New South Wales Heritage Register
- Official name: ASN Hotel Building (former), Visa Offices; former Rocks Police Station; former ASN Co. Hotel
- Type: State heritage (built)
- Designated: 10 May 2002
- Reference no.: 1527
- Type: Hotel
- Category: Commercial

= ASN Hotel Building =

Heritage-listed building in Sydney, Australia

The ASN Hotel Building is a heritage-listed commercial building and former pub and police station located at 91 George Street, in the inner city Sydney suburb of The Rocks, New South Wales, Australia. It was built in 1839 and significantly rebuilt c. 1890-91. The property is owned by Property NSW. It was added to the New South Wales State Heritage Register on 10 May 2002.

== History ==

The site of 91 and 93 George Street was the site of the Assistant Surgeon's House, constructed shortly after the arrival of the First Fleet in 1788. The location of this residence relates to the location of the Colony's first hospital just to the south of the site. Once a more substantial hospital was constructed in Macquarie Street in 1816, the Assistant Surgeon no longer required the house.

===Occupation by Francis Greenway===
From about that time, the former Assistant Surgeon's house was occupied by Francis Greenway, a ticket-of-leave man who had been transported for forgery in 1814. Greenway was appointed to the position of civil architect and assistant engineer for the government in 1816, for which his salary included lodging quarters. This appointment ceased in 1822, however, Greenway refused to relinquish his government house. He produced a document (later claimed to be a forgery) purporting to give him title to the land. He appears to have continued to occupy the site until at least 1834, when the title was questioned and ownership reverted to the Crown. However, it was not until Greenway's death in 1837 that the Crown recovered the property, following action in London.

===Acquisition by Frederic Unwin===
Frederic Wright Unwin, solicitor and merchant, was subsequently granted the land in 1838. Unwin had extensive landholdings in the city, particularly along the western side of George Street.

====Lease to Michael Gannon====
On 1 July 1839, Unwin leased an area of land to Michael Gannon, carpenter, for a period of 21 years. Gannon had arrived in the colony as a convict on the Almorah in 1820 and was granted a conditional pardon in 1835. The terms of the lease required that Gannon: 'shall and will within a reasonable time and within two years at the furthest build and erect on the line of frontage to George Street as many houses as will occupy the said frontage of such dimensions as said Michael Gannon may think fit so as such houses are of three stories exclusive of cellars and built substantially and of good materials.'

It is unclear from the documentary evidence whether the Assistant Surgeon/Greenway's house had been demolished by the time Gannon took on the lease. However, by 1844, when the land was conveyed to R. A. A. Morehead and Matthew Young, Gannon had constructed a number of buildings on the land, including the New York Hotel at 91 George Street and a three-storey building at 93 George Street, as well as the terrace located at Nos. 95–99 George Street. Although Gannon was only required to erect buildings along the George Street frontage, the plan accompanying the conveyance in 1844 shows that the site also contained buildings along Argyle Street, and a workshop and stables accessible from the yard, all also presumed to be constructed by Gannon.

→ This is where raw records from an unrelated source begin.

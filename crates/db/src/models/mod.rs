//! Domain model structs and DTOs.
//!
//! Each submodule contains:
//! - A `FromRow` + `Serialize` entity struct matching the database row
//! - A `Deserialize` create DTO for inserts

pub mod milestone;
pub mod milestone_group;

The resulting configuration of the block was typical of urban planning in other quarters in The Rocks, that of a central yard, accessed through a passageway, and surrounded by buildings open to the public fronting the adjacent streets, as well as workshops or factory buildings opening primarily to the yard. Gannon was also responsible for the creation of the laneway (now known as Greenway Lane) accessing the yard from Argyle Street.

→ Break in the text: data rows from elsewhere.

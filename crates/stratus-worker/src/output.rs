//! Output bindings and value serialisation.
//!
//! Every value a function produces is mapped onto a [`WireValue`] by
//! type-directed rules. The mapping is total: anything that is not bytes,
//! text or a homogeneous collection becomes JSON, and a value that cannot
//! be serialised falls back to its `Debug` text.

use std::any::Any;
use std::fmt;
use std::marker::PhantomData;
use std::sync::Arc;

use serde::Serialize;
use stratus_proto::{ParameterBinding, WireValue, RETURN_BINDING_NAME};
use tracing::debug;

use crate::context::{ContextError, FunctionContext};
use crate::definition::FunctionDefinition;
use crate::triggers::HttpResponseData;

/// Values with a wire representation.
pub trait IntoWireValue {
    /// Converts the value.
    fn into_wire_value(self) -> WireValue;
}

impl IntoWireValue for WireValue {
    fn into_wire_value(self) -> WireValue {
        self
    }
}

impl IntoWireValue for String {
    fn into_wire_value(self) -> WireValue {
        WireValue::String(self)
    }
}

impl IntoWireValue for &'static str {
    fn into_wire_value(self) -> WireValue {
        WireValue::String(self.to_owned())
    }
}

impl IntoWireValue for Vec<u8> {
    fn into_wire_value(self) -> WireValue {
        WireValue::Bytes(self)
    }
}

impl IntoWireValue for bytes::Bytes {
    fn into_wire_value(self) -> WireValue {
        WireValue::Bytes(self.to_vec())
    }
}

impl IntoWireValue for Vec<String> {
    fn into_wire_value(self) -> WireValue {
        WireValue::CollectionString(self)
    }
}

impl IntoWireValue for Vec<&'static str> {
    fn into_wire_value(self) -> WireValue {
        WireValue::CollectionString(self.into_iter().map(str::to_owned).collect())
    }
}

impl IntoWireValue for Vec<Vec<u8>> {
    fn into_wire_value(self) -> WireValue {
        WireValue::CollectionBytes(self)
    }
}

impl IntoWireValue for Vec<f64> {
    fn into_wire_value(self) -> WireValue {
        WireValue::CollectionDouble(self)
    }
}

impl IntoWireValue for Vec<i64> {
    fn into_wire_value(self) -> WireValue {
        WireValue::CollectionSint64(self)
    }
}

impl IntoWireValue for HttpResponseData {
    fn into_wire_value(self) -> WireValue {
        WireValue::Http(self.into_rpc())
    }
}

impl IntoWireValue for serde_json::Value {
    fn into_wire_value(self) -> WireValue {
        WireValue::Json(self.to_string())
    }
}

impl<T: IntoWireValue> IntoWireValue for Option<T> {
    fn into_wire_value(self) -> WireValue {
        self.map_or(WireValue::None, IntoWireValue::into_wire_value)
    }
}

macro_rules! scalar_as_json {
    ($($ty:ty),* $(,)?) => {
        $(
            impl IntoWireValue for $ty {
                fn into_wire_value(self) -> WireValue {
                    Json(self).into_wire_value()
                }
            }
        )*
    };
}

scalar_as_json!(bool, i32, i64, u32, u64, f64);

/// Structured value serialised as JSON.
///
/// As an input, `Json<T>` deserialises the bound value into `T`.
#[derive(Debug, Clone, PartialEq, Eq, Default)]
pub struct Json<T>(pub T);

impl<T: Serialize + fmt::Debug> IntoWireValue for Json<T> {
    fn into_wire_value(self) -> WireValue {
        match serde_json::to_string(&self.0) {
            Ok(text) => WireValue::Json(text),
            Err(e) => {
                debug!(error = %e, "JSON serialisation failed, using debug text");
                WireValue::String(format!("{:?}", self.0))
            }
        }
    }
}

/// An output value with its concrete type erased.
pub trait OutputValue: Send + Sync {
    /// Converts the value using the built-in rules.
    fn into_wire(self: Box<Self>) -> WireValue;

    /// Returns the value for downcasting.
    fn as_any(&self) -> &dyn Any;

    /// Returns the concrete type name.
    fn type_name(&self) -> &'static str;
}

impl<T> OutputValue for T
where
    T: IntoWireValue + Send + Sync + 'static,
{
    fn into_wire(self: Box<Self>) -> WireValue {
        (*self).into_wire_value()
    }

    fn as_any(&self) -> &dyn Any {
        self
    }

    fn type_name(&self) -> &'static str {
        std::any::type_name::<T>()
    }
}

impl fmt::Debug for dyn OutputValue {
    fn fmt(&self, f: &mut fmt::Formatter<'_>) -> fmt::Result {
        write!(f, "OutputValue<{}>", self.type_name())
    }
}

/// Handler-side wrapper for a declared output.
///
/// Each call to [`set`](Self::set) replaces the previous value.
pub struct OutputBinding<T> {
    name: String,
    context: FunctionContext,
    _value: PhantomData<fn(T)>,
}

impl<T> OutputBinding<T>
where
    T: IntoWireValue + Send + Sync + 'static,
{
    pub(crate) fn new(name: &str, context: FunctionContext) -> Self {
        Self {
            name: name.to_owned(),
            context,
            _value: PhantomData,
        }
    }

    /// Returns the output name.
    pub fn name(&self) -> &str {
        &self.name
    }

    /// Sets the output value. Last write wins.
    pub fn set(&self, value: T) -> Result<(), ContextError> {
        self.context.set_output(&self.name, value)
    }
}

impl<T> fmt::Debug for OutputBinding<T> {
    fn fmt(&self, f: &mut fmt::Formatter<'_>) -> fmt::Result {
        f.debug_struct("OutputBinding").field("name", &self.name).finish()
    }
}

/// Extension hook consulted before the built-in serialisation rules.
pub trait OutputSerializer: Send + Sync {
    /// Returns a name for logging.
    fn name(&self) -> &str;

    /// Serialises the value, or returns `None` to defer.
    fn serialize(&self, value: &dyn OutputValue) -> Option<WireValue>;
}

/// Serialised outputs of one invocation.
#[derive(Debug, Default, PartialEq)]
pub struct SerializedOutputs {
    /// Named outputs, in declaration order.
    pub output_data: Vec<ParameterBinding>,
    /// Implicit return value.
    pub return_value: Option<WireValue>,
}

/// Serialises produced outputs onto the wire.
#[derive(Default, Clone)]
pub struct OutputBindingRegistry {
    serializers: Vec<Arc<dyn OutputSerializer>>,
}

impl OutputBindingRegistry {
    /// Creates a registry using only the built-in rules.
    pub fn new() -> Self {
        Self::default()
    }

    /// Appends an extension serializer.
    pub fn push(&mut self, serializer: Arc<dyn OutputSerializer>) {
        debug!(serializer = serializer.name(), "Output serializer registered");
        self.serializers.push(serializer);
    }

    /// Serialises one value.
    pub fn serialize(&self, value: Box<dyn OutputValue>) -> WireValue {
        for serializer in &self.serializers {
            if let Some(wire) = serializer.serialize(value.as_ref()) {
                return wire;
            }
        }
        value.into_wire()
    }

    /// Walks the declared outputs in declaration order and serialises
    /// every one that received a value.
    pub fn collect(
        &self,
        definition: &FunctionDefinition,
        mut produced: Vec<(String, Box<dyn OutputValue>)>,
    ) -> SerializedOutputs {
        let mut serialized = SerializedOutputs::default();

        for name in &definition.outputs {
            let Some(index) = produced
                .iter()
                .position(|(n, _)| n.eq_ignore_ascii_case(name))
            else {
                continue;
            };
            let (_, value) = produced.swap_remove(index);
            let wire = self.serialize(value);

            if name.eq_ignore_ascii_case(RETURN_BINDING_NAME) {
                serialized.return_value = Some(wire);
            } else {
                serialized.output_data.push(ParameterBinding::new(name.clone(), wire));
            }
        }

        serialized
    }
}

impl fmt::Debug for OutputBindingRegistry {
    fn fmt(&self, f: &mut fmt::Formatter<'_>) -> fmt::Result {
        let names: Vec<&str> = self.serializers.iter().map(|s| s.name()).collect();
        f.debug_struct("OutputBindingRegistry")
            .field("serializers", &names)
            .finish()
    }
}

#[cfg(test)]
mod tests {
    use super::*;
    use crate::handler::sync_handler_fn;
    use rstest::rstest;

    fn definition(outputs: &[&str]) -> FunctionDefinition {
        FunctionDefinition {
            id: "fn-1".into(),
            name: "test".into(),
            entry_point: "test".into(),
            parameters: Vec::new(),
            bindings: Vec::new(),
            outputs: outputs.iter().map(|s| (*s).to_owned()).collect(),
            retry: None,
            invoker: sync_handler_fn(|_| ()),
        }
    }

    #[rstest]
    #[case::bytes(Box::new(vec![1_u8, 2]), WireValue::Bytes(vec![1, 2]))]
    #[case::string(Box::new("hi".to_owned()), WireValue::String("hi".into()))]
    #[case::strings(
        Box::new(vec!["a".to_owned(), "b".to_owned()]),
        WireValue::CollectionString(vec!["a".into(), "b".into()])
    )]
    #[case::doubles(Box::new(vec![1.5_f64]), WireValue::CollectionDouble(vec![1.5]))]
    #[case::ints(Box::new(vec![3_i64, 4]), WireValue::CollectionSint64(vec![3, 4]))]
    #[case::scalar(Box::new(42_i32), WireValue::Json("42".into()))]
    #[case::none(Box::new(None::<String>), WireValue::None)]
    #[case::json(Box::new(Json(serde_json::json!({"a": 1}))), WireValue::Json(r#"{"a":1}"#.into()))]
    fn built_in_rules(#[case] value: Box<dyn OutputValue>, #[case] expected: WireValue) {
        assert_eq!(OutputBindingRegistry::new().serialize(value), expected);
    }

    #[test]
    fn unserialisable_value_falls_back_to_text() {
        use std::collections::HashMap;

        // JSON object keys must be strings.
        let mut map = HashMap::new();
        map.insert((1, 2), "x");
        let wire = OutputBindingRegistry::new().serialize(Box::new(Json(map)));

        assert!(matches!(wire, WireValue::String(text) if text.contains("(1, 2)")));
    }

    #[test]
    fn http_response_maps_to_http() {
        let wire =
            OutputBindingRegistry::new().serialize(Box::new(HttpResponseData::created("ok")));
        let WireValue::Http(http) = wire else {
            panic!("expected http value");
        };
        assert_eq!(http.status_code.as_deref(), Some("201"));
        assert_eq!(http.body.as_deref(), Some(&b"ok"[..]));
    }

    struct UpperCase;

    impl OutputSerializer for UpperCase {
        fn name(&self) -> &str {
            "upper"
        }

        fn serialize(&self, value: &dyn OutputValue) -> Option<WireValue> {
            value
                .as_any()
                .downcast_ref::<String>()
                .map(|s| WireValue::String(s.to_uppercase()))
        }
    }

    #[test]
    fn extension_serializers_run_first() {
        let mut registry = OutputBindingRegistry::new();
        registry.push(Arc::new(UpperCase));

        assert_eq!(
            registry.serialize(Box::new("abc".to_owned())),
            WireValue::String("ABC".into())
        );
        assert_eq!(
            registry.serialize(Box::new(vec![1_u8])),
            WireValue::Bytes(vec![1])
        );
    }

    #[test]
    fn collect_follows_declaration_order() {
        let definition = definition(&["second", "$return", "first"]);
        let produced: Vec<(String, Box<dyn OutputValue>)> = vec![
            ("first".into(), Box::new("1".to_owned())),
            ("$return".into(), Box::new(7_i64)),
            ("second".into(), Box::new("2".to_owned())),
        ];

        let serialized = OutputBindingRegistry::new().collect(&definition, produced);

        let names: Vec<&str> = serialized.output_data.iter().map(|b| b.name.as_str()).collect();
        assert_eq!(names, vec!["second", "first"]);
        assert_eq!(serialized.return_value, Some(WireValue::Json("7".into())));
    }

    #[test]
    fn unset_outputs_are_omitted() {
        let definition = definition(&["out"]);
        let serialized = OutputBindingRegistry::new().collect(&definition, Vec::new());
        assert_eq!(serialized, SerializedOutputs::default());
    }
}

=====Conversion as a hotel=====

The hotel at 91 George Street was constructed within 12 months of Gannon's acquiring the 21 year lease of the site, as he was granted a licence for the New York Hotel, George Street, in 1840. Later listings in the Sands Directory confirm that the New York Hotel was situated at the corner of George and Argyle Streets.

In 1845, the hotel was described as "stone and shingle three-storey hotel of 15 rooms" and the building then at 93 George Street was described as a "shop with 6 rooms." Sands Directory listings for the site show that the New York Hotel operated as such until 1861, while the building at 93 George Street was a seaman's boarding house. Michael Gannon died c. 1846, having been declared insolvent in 1845. The insolvency records list Gannon's address as Argyle Street, and his occupation as builder. In the early 1860s, the uses of both buildings changed. While 93 George Street became a green grocer, 91 George Street was used by Henry Fisher & Son, ship brokers, as a warehouse. By 1866, however, use of the building reverted to a hotel under John B. Bassetti, who operated the Italian Hotel.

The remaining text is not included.